| Records |
========================================================================
use argmin::core::{CostFunction, Gradient, Hessian};
use nalgebra::{DMatrix, DVector, Point3};

use crate::misc::{scalar, FloatingPoint};
use crate::patch::Patch;

/// Cost, gradient & Hessian provider for finding the closest parameter on a patch to a given point.
///
/// The cost is half the squared distance `|S(xi) - p|^2 / 2`.
pub struct PatchClosestParameterProblem<'a, T: FloatingPoint> {
    /// The point to find the closest parameter to.
    point: &'a Point3<T>,
    /// The patch to find the closest parameter on.
    patch: &'a Patch<T>,
}

impl<'a, T: FloatingPoint> PatchClosestParameterProblem<'a, T> {
    pub fn new(point: &'a Point3<T>, patch: &'a Patch<T>) -> Self {
        PatchClosestParameterProblem { point, patch }
    }
}

impl<T: FloatingPoint> CostFunction for PatchClosestParameterProblem<'_, T> {
    type Param = DVector<T>;
    type Output = T;

    fn cost(&self, param: &Self::Param) -> Result<Self::Output, anyhow::Error> {
        let p = self.patch.point_at(param.as_slice())?;
        let d = p - self.point;
        Ok(d.norm_squared() * scalar::<T>(0.5))
    }
}

impl<T: FloatingPoint> Gradient for PatchClosestParameterProblem<'_, T> {
    type Param = DVector<T>;
    type Gradient = DVector<T>;

    /// S_i(xi) * ( S(xi) - p )
    fn gradient(&self, param: &Self::Param) -> Result<Self::Gradient, anyhow::Error> {
        let e = self.patch.evaluate(param.as_slice())?;
        let d = e.point - self.point;
        Ok(DVector::from_iterator(
            e.first.len(),
            e.first.iter().map(|s| s.dot(&d)),
        ))
    }
}

impl<T: FloatingPoint> Hessian for PatchClosestParameterProblem<'_, T> {
    type Param = DVector<T>;
    type Hessian = DMatrix<T>;

    /// S_i(xi) * S_j(xi) + S_ij(xi) * ( S(xi) - p )
    fn hessian(&self, param: &Self::Param) -> Result<Self::Hessian, anyhow::Error> {
        let e = self.patch.evaluate(param.as_slice())?;
        let d = e.point - self.point;
        let n = e.first.len();
        Ok(DMatrix::from_fn(n, n, |i, j| {
            e.first[i].dot(&e.first[j]) + e.second[i][j].dot(&d)
        }))
    }
}
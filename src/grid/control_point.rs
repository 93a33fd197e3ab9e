use nalgebra::{Point3, Vector4};

use crate::error::{GeometryError, GeometryResult};
use crate::misc::{FloatingPoint, Transformable};
use crate::transformation::Transformation;

/// Weighted control point stored in homogeneous form `(w x, w y, w z, w)`.
#[derive(Clone, Copy, Debug, PartialEq)]
#[cfg_attr(feature = "serde", derive(serde::Serialize, serde::Deserialize))]
pub struct ControlPoint<T: FloatingPoint>(Vector4<T>);

impl<T: FloatingPoint> ControlPoint<T> {
    /// Create a control point from cartesian coordinates and a weight.
    /// # Example
    /// ```
    /// use isopatch::prelude::ControlPoint;
    /// let p = ControlPoint::new(1., 2., 3., 0.5);
    /// assert_eq!(p.wx(), 0.5);
    /// assert_eq!(p.position().unwrap().y, 2.);
    /// ```
    pub fn new(x: T, y: T, z: T, w: T) -> Self {
        Self(Vector4::new(x * w, y * w, z * w, w))
    }

    pub fn from_point(point: &Point3<T>, weight: T) -> Self {
        Self::new(point.x, point.y, point.z, weight)
    }

    /// Create a control point from already weighted coordinates
    pub fn from_homogeneous(homogeneous: Vector4<T>) -> Self {
        Self(homogeneous)
    }

    pub fn homogeneous(&self) -> &Vector4<T> {
        &self.0
    }

    pub fn wx(&self) -> T {
        self.0.x
    }

    pub fn wy(&self) -> T {
        self.0.y
    }

    pub fn wz(&self) -> T {
        self.0.z
    }

    pub fn weight(&self) -> T {
        self.0.w
    }

    /// Cartesian position, failing for a vanishing weight.
    pub fn position(&self) -> GeometryResult<Point3<T>> {
        let w = self.0.w;
        if w == T::zero() {
            return Err(GeometryError::DegenerateGeometry(
                "control point with zero weight".to_string(),
            ));
        }
        Ok(Point3::new(self.0.x / w, self.0.y / w, self.0.z / w))
    }
}

impl<'a, T: FloatingPoint> Transformable<&'a Transformation<T>> for ControlPoint<T> {
    fn try_transform(&mut self, transform: &'a Transformation<T>) -> GeometryResult<()> {
        let position = self.position()?;
        let moved = transform.apply(&position).ok_or_else(|| {
            GeometryError::DegenerateGeometry(
                "transformation sends a control point to infinity".to_string(),
            )
        })?;
        *self = Self::from_point(&moved, self.weight());
        Ok(())
    }
}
========================================================================
| Task |
Give back exactly the material above from its opening line to the line bearing "pub fn new(point: &'a".

| Answer |
use argmin::core::{CostFunction, Gradient, Hessian};
use nalgebra::{DMatrix, DVector, Point3};

use crate::misc::{scalar, FloatingPoint};
use crate::patch::Patch;

/// Cost, gradient & Hessian provider for finding the closest parameter on a patch to a given point.
///
/// The cost is half the squared distance `|S(xi) - p|^2 / 2`.
pub struct PatchClosestParameterProblem<'a, T: FloatingPoint> {
    /// The point to find the closest parameter to.
    point: &'a Point3<T>,
    /// The patch to find the closest parameter on.
    patch: &'a Patch<T>,
}

impl<'a, T: FloatingPoint> PatchClosestParameterProblem<'a, T> {
    pub fn new(point: &'a Point3<T>, patch: &'a Patch<T>) -> Self {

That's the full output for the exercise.